Este político está considerado como el presidente más humilde del mundo y ejerce
de tal por voluntad propia, y además de ser famoso por sus hábitos de pobreza,
su ejemplo hace grande a su pequeño país (176.000 km2 y poco más de 3,2
millones de habitantes).
Renunció a vivir en el palacio presidencial
para seguir habitando en una pequeña casa de 45 m2 (chacra, la llaman allá) en
las afueras de Montevideo, sin personal de servicio, propiedad de su esposa
Lucía Topolansky. Para sus desplazamientos usa un viejo Volkswagen y dedica el
90% de su sueldo a proyectos contra la pobreza. Su comportamiento es un ejemplo
vivo de que no es más rico quien más bienes posee sino quien menos necesidades
tiene.
Uruguay, que por su avanzada democracia fue
llamada la Suiza de América hasta que sufrió la dictadura entre 1973 y 1985,
puede estar orgulloso de tener un jefe de Estado atípico que, al tomar posesión
pidió a los ciudadanos que hicieran un país más igualitario, y que por ser fiel
a su origen humilde dio ejemplo de vivir ajeno a toda manifestación de lujo,
ostentación y opulencia. No olvida que, según declaró, durante muchos años la
noche que podía dormir en un colchón era feliz, y no digamos de los quince años
que pasó en prisión por su militancia en la organización guerrillera de los
Tupamaros, en duras condiciones, sin que por ello pretenda que en la sociedad
de consumismo en que vivimos, la gente entienda y comparta su sobriedad. Lástima,
no obstante, que su mensaje no reciba la acogida que se merece. Por el
contrario, se toma como una crítica a quienes practican el despilfarro de los
bienes públicos.
Ciertamente, no sería explicable la
imitación del ascetismo que predica Mujica en los países del Primer Mundo,
cuyos líderes acostumbran vivir en palacios suntuosos y viajan en aviones a su
servicio acompañados de numeroso séquito, costeado todo con recursos del
Estado. Como dijera El Cid, “ancha es Castilla, que el rey paga”. Ellos imponen
la máxima austeridad a los demás pero no comparten las estrecheces y penurias
de sus conciudadanos, como si la crisis no fuera con ellos.

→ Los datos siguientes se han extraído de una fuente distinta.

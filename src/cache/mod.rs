//! Response caching.
//!
//! # Overview
//!
//! A [`CacheEntry`] holds the raw bytes of a response together with two
//! timestamps: the expiry, after which the entry is never served, and the
//! optional refresh time, after which the entry is served but refreshed from
//! the network. Entries live in one or more [`Cache`] tiers composed by a
//! [`CacheChain`] that promotes hits into faster tiers.
//!
//! # Example
//!
//! ```
//! use std::sync::Arc;
//! use fetchq_core::cache::{CacheChain, MemoryCache, TierId};
//!
//! let chain = CacheChain::builder()
//!     .tier(TierId::MEMORY, Arc::new(MemoryCache::new(4 * 1024 * 1024)))
//!     .build();
//! assert!(chain.has_tier(TierId::MEMORY));
//! ```

mod chain;
mod memory;

use std::fmt;
use std::time::{Duration, SystemTime};

use async_trait::async_trait;
use bytes::Bytes;
use thiserror::Error;

use crate::error::BoxError;

pub use chain::{CacheChain, CacheChainBuilder};
pub use memory::{MemoryCache, NoCache};

/// Identifier of a cache tier within a [`CacheChain`].
#[derive(Debug, Clone, Copy, PartialEq, Eq, Hash, PartialOrd, Ord)]
pub struct TierId(pub u32);

impl TierId {
    /// Conventional id of the in-memory tier.
    pub const MEMORY: TierId = TierId(0);
    /// Conventional id of a persistent tier.
    pub const DISK: TierId = TierId(1);
}

impl fmt::Display for TierId {
    fn fmt(&self, f: &mut fmt::Formatter<'_>) -> fmt::Result {
        write!(f, "tier-{}", self.0)
    }
}

/// A cached response body with its freshness timestamps.
#[derive(Debug, Clone, PartialEq, Eq)]
pub struct CacheEntry {
    /// Raw response body.
    pub data: Bytes,
    /// Charset the body was served with.
    pub charset: String,
    /// Wall-clock time after which the entry is never served.
    pub expire_time: SystemTime,
    /// Wall-clock time after which the entry is served but refreshed.
    ///
    /// `None` means the refresh threshold equals the expiry.
    pub refresh_time: Option<SystemTime>,
}

impl CacheEntry {
    /// Creates an already-expired entry; callers stamp the expiry before storing.
    pub fn new(data: Bytes, charset: impl Into<String>) -> Self {
        Self {
            data,
            charset: charset.into(),
            expire_time: SystemTime::UNIX_EPOCH,
            refresh_time: None,
        }
    }

    /// Sets the expiry to `now + ttl`.
    #[must_use]
    pub fn expires_in(mut self, ttl: Duration) -> Self {
        self.expire_time = SystemTime::now() + ttl;
        self
    }

    /// Sets the refresh threshold to `now + after`.
    #[must_use]
    pub fn refresh_in(mut self, after: Duration) -> Self {
        self.refresh_time = Some(SystemTime::now() + after);
        self
    }

    /// True when the expiry lies in the past.
    #[must_use]
    pub fn is_expired(&self) -> bool {
        self.is_expired_at(SystemTime::now())
    }

    /// True when the expiry lies before `now`.
    #[must_use]
    pub fn is_expired_at(&self, now: SystemTime) -> bool {
        self.expire_time < now
    }

    /// True when the entry should be refreshed from the network.
    #[must_use]
    pub fn refresh_needed(&self) -> bool {
        self.refresh_needed_at(SystemTime::now())
    }

    /// True when the refresh threshold (or, without one, the expiry) lies before `now`.
    #[must_use]
    pub fn refresh_needed_at(&self, now: SystemTime) -> bool {
        match self.refresh_time {
            Some(refresh) => refresh < now,
            None => self.is_expired_at(now),
        }
    }

    /// Size of the body in bytes.
    #[must_use]
    pub fn size(&self) -> usize {
        self.data.len()
    }
}

/// Errors raised by a cache tier.
///
/// Tier failures never fail a request; the chain logs them and carries on.
#[derive(Debug, Error)]
pub enum CacheError {
    /// The entry alone exceeds the tier's capacity.
    #[error("entry {key} ({size} bytes) exceeds tier capacity of {capacity} bytes")]
    EntryTooLarge {
        /// The rejected key.
        key: String,
        /// Entry size in bytes.
        size: usize,
        /// Tier capacity in bytes.
        capacity: usize,
    },

    /// The backing store failed.
    #[error("cache backend {tier} failed: {source}")]
    Backend {
        /// Name of the failing tier.
        tier: String,
        /// The underlying error.
        #[source]
        source: BoxError,
    },
}

impl CacheError {
    /// Creates a backend error.
    pub fn backend(tier: impl Into<String>, source: impl Into<BoxError>) -> Self {
        Self::Backend {
            tier: tier.into(),
            source: source.into(),
        }
    }
}

/// One cache tier.
///
/// Implementations must be safe to call from several workers at once.
#[async_trait]
pub trait Cache: Send + Sync {
    /// Short name used in log fields.
    fn name(&self) -> &str;

    /// Prepares the tier; called once by the cache worker before serving.
    async fn initialize(&self) -> Result<(), CacheError> {
        Ok(())
    }

    /// Looks up an entry.
    async fn get(&self, key: &str) -> Result<Option<CacheEntry>, CacheError>;

    /// Stores or replaces an entry.
    async fn put(&self, key: &str, entry: CacheEntry) -> Result<(), CacheError>;

    /// Removes an entry if present.
    async fn remove(&self, key: &str) -> Result<(), CacheError>;

    /// Rewrites the expiry of an existing entry; absent keys are ignored.
    async fn invalidate(&self, key: &str, expire_time: SystemTime) -> Result<(), CacheError> {
        if let Some(mut entry) = self.get(key).await? {
            entry.expire_time = expire_time;
            entry.refresh_time = None;
            self.put(key, entry).await?;
        }
        Ok(())
    }

    /// Drops every entry.
    async fn clear(&self) -> Result<(), CacheError>;
}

Es notablemente curioso que de
Hispanoamérica, o de Latinoamérica, si lo prefieren, nos hayan llegado dos
llamamientos personales a la moderación
y la mesura en el gasto público: José Mujica, presidente de la República
Oriental del Uruguay y el Papa Francisco, venido de Argentina dispuesto a
convertir el catolicismo en la religión de los pobres. Ojalá que sus mensajes
encuentren terreno abonado en la clase política y en la Iglesia jerárquica, sus
más directos destinatarios.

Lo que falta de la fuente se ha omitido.